Positive or constructive (I do not like to call it negative) feedback can be the turning point in a business’s success.
Let us start with the more uncomfortable conversation first, constructive criticism and how to deal with it. To me any feedback is great feedback, it shows that someone has taken the time out of their busy day to communicate with you about your business. As I am sure you are all aware by now I am somewhat of an optimist and like to think that when people are leaving a comment or passing on their opinions that it is ultimately coming from a good place. My husband would argue that some people are simply rude and obnoxious, no doubt some of you are nodding your head in agreeance.
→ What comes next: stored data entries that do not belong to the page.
//! Vendor record types shared by the catalog, the search service and the API.

use chrono::{DateTime, NaiveDate, Utc, Weekday};
use serde::{Deserialize, Serialize};

#[derive(Debug, Clone, Copy, PartialEq, Eq, Hash, Serialize, Deserialize)]
#[serde(rename_all = "lowercase")]
pub enum DayOfWeek {
    Monday,
    Tuesday,
    Wednesday,
    Thursday,
    Friday,
    Saturday,
    Sunday,
}

impl DayOfWeek {
    /// All seven days, Monday first.
    pub const ALL: [DayOfWeek; 7] = [
        DayOfWeek::Monday,
        DayOfWeek::Tuesday,
        DayOfWeek::Wednesday,
        DayOfWeek::Thursday,
        DayOfWeek::Friday,
        DayOfWeek::Saturday,
        DayOfWeek::Sunday,
    ];

    #[must_use]
    pub fn as_str(self) -> &'static str {
        match self {
            DayOfWeek::Monday => "monday",
            DayOfWeek::Tuesday => "tuesday",
            DayOfWeek::Wednesday => "wednesday",
            DayOfWeek::Thursday => "thursday",
            DayOfWeek::Friday => "friday",
            DayOfWeek::Saturday => "saturday",
            DayOfWeek::Sunday => "sunday",
        }
    }
}

impl From<Weekday> for DayOfWeek {
    fn from(day: Weekday) -> Self {
        match day {
            Weekday::Mon => DayOfWeek::Monday,
            Weekday::Tue => DayOfWeek::Tuesday,
            Weekday::Wed => DayOfWeek::Wednesday,
            Weekday::Thu => DayOfWeek::Thursday,
            Weekday::Fri => DayOfWeek::Friday,
            Weekday::Sat => DayOfWeek::Saturday,
            Weekday::Sun => DayOfWeek::Sunday,
        }
    }
}

impl std::fmt::Display for DayOfWeek {
    fn fmt(&self, f: &mut std::fmt::Formatter<'_>) -> std::fmt::Result {
        f.write_str(self.as_str())
    }
}

#[derive(Debug, Clone, Copy, PartialEq, Eq, Hash, Serialize, Deserialize)]
#[serde(rename_all = "lowercase")]
pub enum DealType {
    Birthday,
    Daily,
    Special,
}

impl std::fmt::Display for DealType {
    fn fmt(&self, f: &mut std::fmt::Formatter<'_>) -> std::fmt::Result {
        match self {
            DealType::Birthday => write!(f, "birthday"),
            DealType::Daily => write!(f, "daily"),
            DealType::Special => write!(f, "special"),
        }
    }
}

impl std::str::FromStr for DealType {
    type Err = String;

    fn from_str(s: &str) -> Result<Self, Self::Err> {
        match s {
            "birthday" => Ok(DealType::Birthday),
            "daily" => Ok(DealType::Daily),
            "special" => Ok(DealType::Special),
            other => Err(format!(
                "unknown deal type '{other}'; expected birthday, daily, or special"
            )),
        }
    }
}

/// One value per day of the week.
///
/// Every day is a required field, so a catalog entry cannot omit a day.
#[derive(Debug, Clone, PartialEq, Serialize, Deserialize)]
pub struct WeekMap<T> {
    pub monday: T,
    pub tuesday: T,
    pub wednesday: T,
    pub thursday: T,
    pub friday: T,
    pub saturday: T,
    pub sunday: T,
}

impl<T> WeekMap<T> {
    #[must_use]
    pub fn get(&self, day: DayOfWeek) -> &T {
        match day {
            DayOfWeek::Monday => &self.monday,
            DayOfWeek::Tuesday => &self.tuesday,
            DayOfWeek::Wednesday => &self.wednesday,
            DayOfWeek::Thursday => &self.thursday,
            DayOfWeek::Friday => &self.friday,
            DayOfWeek::Saturday => &self.saturday,
            DayOfWeek::Sunday => &self.sunday,
        }
    }

    /// Iterate `(day, value)` pairs, Monday first.
    pub fn iter(&self) -> impl Iterator<Item = (DayOfWeek, &T)> {
        DayOfWeek::ALL.into_iter().map(move |day| (day, self.get(day)))
    }
}

/// A latitude/longitude pair in decimal degrees.
#[derive(Debug, Clone, Copy, PartialEq, Serialize, Deserialize)]
pub struct Coordinates {
    pub latitude: f64,
    pub longitude: f64,
}

impl Coordinates {
    #[must_use]
    pub fn new(latitude: f64, longitude: f64) -> Self {
        Self {
            latitude,
            longitude,
        }
    }

    /// Great-circle distance to `other` in miles.
    #[must_use]
    pub fn distance_miles_to(&self, other: &Coordinates) -> f64 {
        crate::geo::distance_miles(
            self.latitude,
            self.longitude,
            other.latitude,
            other.longitude,
        )
    }
}

#[derive(Debug, Clone, PartialEq, Serialize, Deserialize)]
pub struct VendorLocation {
    pub address: String,
    pub coordinates: Coordinates,
}

#[derive(Debug, Clone, Default, PartialEq, Serialize, Deserialize)]
pub struct SocialHandles {
    pub instagram: String,
    pub facebook: String,
}

#[derive(Debug, Clone, PartialEq, Serialize, Deserialize)]
pub struct VendorContact {
    pub phone: String,
    pub email: String,
    #[serde(default)]
    pub social: SocialHandles,
}

/// Opening and closing time, `"HH:MM"` 24-hour local time.
#[derive(Debug, Clone, PartialEq, Serialize, Deserialize)]
pub struct BusinessHours {
    pub open: String,
    pub close: String,
}

#[derive(Debug, Clone, PartialEq, Serialize, Deserialize)]
pub struct Deal {
    pub description: String,
    pub discount: String,
    #[serde(default)]
    pub restrictions: Vec<String>,
}

/// A deal that runs between two calendar dates, inclusive.
#[derive(Debug, Clone, PartialEq, Serialize, Deserialize)]
pub struct SpecialDeal {
    pub title: String,
    pub description: String,
    pub discount: String,
    #[serde(default)]
    pub restrictions: Vec<String>,
    pub start_date: NaiveDate,
    pub end_date: NaiveDate,
}

impl SpecialDeal {
    #[must_use]
    pub fn is_active_on(&self, date: NaiveDate) -> bool {
        self.start_date <= date && date <= self.end_date
    }
}

#[derive(Debug, Clone, PartialEq, Serialize, Deserialize)]
pub struct VendorDeals {
    #[serde(default)]
    pub birthday: Option<Deal>,
    pub daily: WeekMap<Vec<Deal>>,
    #[serde(default)]
    pub special: Vec<SpecialDeal>,
}

#[derive(Debug, Clone, PartialEq, Serialize, Deserialize)]
pub struct Vendor {
    pub id: String,
    pub name: String,
    pub location: VendorLocation,
    pub contact: VendorContact,
    pub hours: WeekMap<BusinessHours>,
    pub deals: VendorDeals,
    #[serde(default)]
    pub is_partner: bool,
    pub rating: f64,
    pub last_updated: DateTime<Utc>,
}

impl Vendor {
    /// `true` when the vendor offers a birthday deal with a discount.
    #[must_use]
    pub fn has_birthday_deal(&self) -> bool {
        self.deals
            .birthday
            .as_ref()
            .is_some_and(|deal| !deal.discount.is_empty())
    }

    #[must_use]
    pub fn daily_deals(&self, day: DayOfWeek) -> &[Deal] {
        self.deals.daily.get(day)
    }

    /// Special deals running on `date`.
    pub fn active_special_deals(&self, date: NaiveDate) -> impl Iterator<Item = &SpecialDeal> {
        self.deals
            .special
            .iter()
            .filter(move |deal| deal.is_active_on(date))
    }
}

/// A vendor plus its distance from the searcher, when a location was given.
#[derive(Debug, Clone, PartialEq, Serialize, Deserialize)]
pub struct VendorWithDistance {
    #[serde(flatten)]
    pub vendor: Vendor,
    /// Miles from the search location.
    #[serde(default, skip_serializing_if = "Option::is_none")]
    pub distance: Option<f64>,
}

impl From<Vendor> for VendorWithDistance {
    fn from(vendor: Vendor) -> Self {
        Self {
            vendor,
            distance: None,
        }
    }
}

#[derive(Debug, Clone, PartialEq, Serialize, Deserialize)]
pub struct VendorSearchParams {
    pub deal_type: DealType,
    /// Distance ceiling in miles; only applied with `current_location`.
    pub max_distance: f64,
    pub max_results: usize,
    #[serde(default)]
    pub current_location: Option<Coordinates>,
}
The most productive way to deal with constructive criticism is to listen intently to what your client/consumer is telling you and offer a solution. If this feedback is in an email or comment, read it, walk away, breathe, and read it again. Always try to take the personal out of it, as hard as it is. Do not rush to react, this is a big one. Emotions can be at an all-time high when someone is sharing their opinion on a business you have worked extremely hard to build. My biggest tip is to take an hour or 24 hours if needed and when you feel you are in a better headspace then respond. If it is a face-to-face conversation I would keep my lips sealed and listen. Once the client/customer had finished speaking, I would first thank them for their feedback and ask them extremely politely if they could send it in an email so are able to rectify all issues. This gives you time to stop breathe and not rush to react. When responding always ensure you thank them for taking the time, give them a solution and or an apology if applicable. If you know you are in the wrong throw that hand up and own it. People respect that so much more than someone who is full of excuses. Offer the client something if you feel the situation calls for it, for example, if it is a landlord who feels you have not communicated frequently enough with them over the last 6 months, apologise and give them 3 months free commission, and start communicating with them more regularly. All clients have different expectations, needs, and wants. Always be grateful that they are giving you the opportunity to rectify it and not simply taking their business elsewhere. Clients are key to a happy and successful business.
A quick one for our beautiful holiday buildings, I cannot stress enough how important is it to respond to every negative comment on social media. Your potential customers will scroll through your reviews purely to see the 1-star comments and how you responded. When asking some of my nearest and dearest about their process of finding a good place to stay, restaurant, café, hairdresser 9 out of my 10 explained they scroll through to find a constructive review to see the response before looking at the positive. When responding always remember that if that person feels their experience was not up to the standard they expect this is your opportunity to turn it all around. An idea would be to offer them a half price night stay, this encourages them to return to your building and gives you the opportunity to turn them into a fan.
Let us get positive. Everyone likes a good old pat on the back from time to time. It makes us remember why we do what we do and why we love it so much. When receiving positive feedback always ensure to thank the person, remember they have taken the time to give you that pat. If you feel the situation calls for it, send the person a gift or a card for speaking such kind words about your business. My next step would be to market the absolute buggery (would have used a different word if allowed) out of it. Send it out to every owner in your building/complex, tell them how great people think you are. Word of mouth is still the best marketing tool in my opinion.
Take your time to react,
Try to take the personal out of it, have the mindset that people are trying to help you succeed if you are in the wrong throw that hand up high.
Please do not think I live in a delusional world where no one is being purposely hurtful (my husband ensures I do not). The aim of this article is to assist you in sifting out the good from the bad.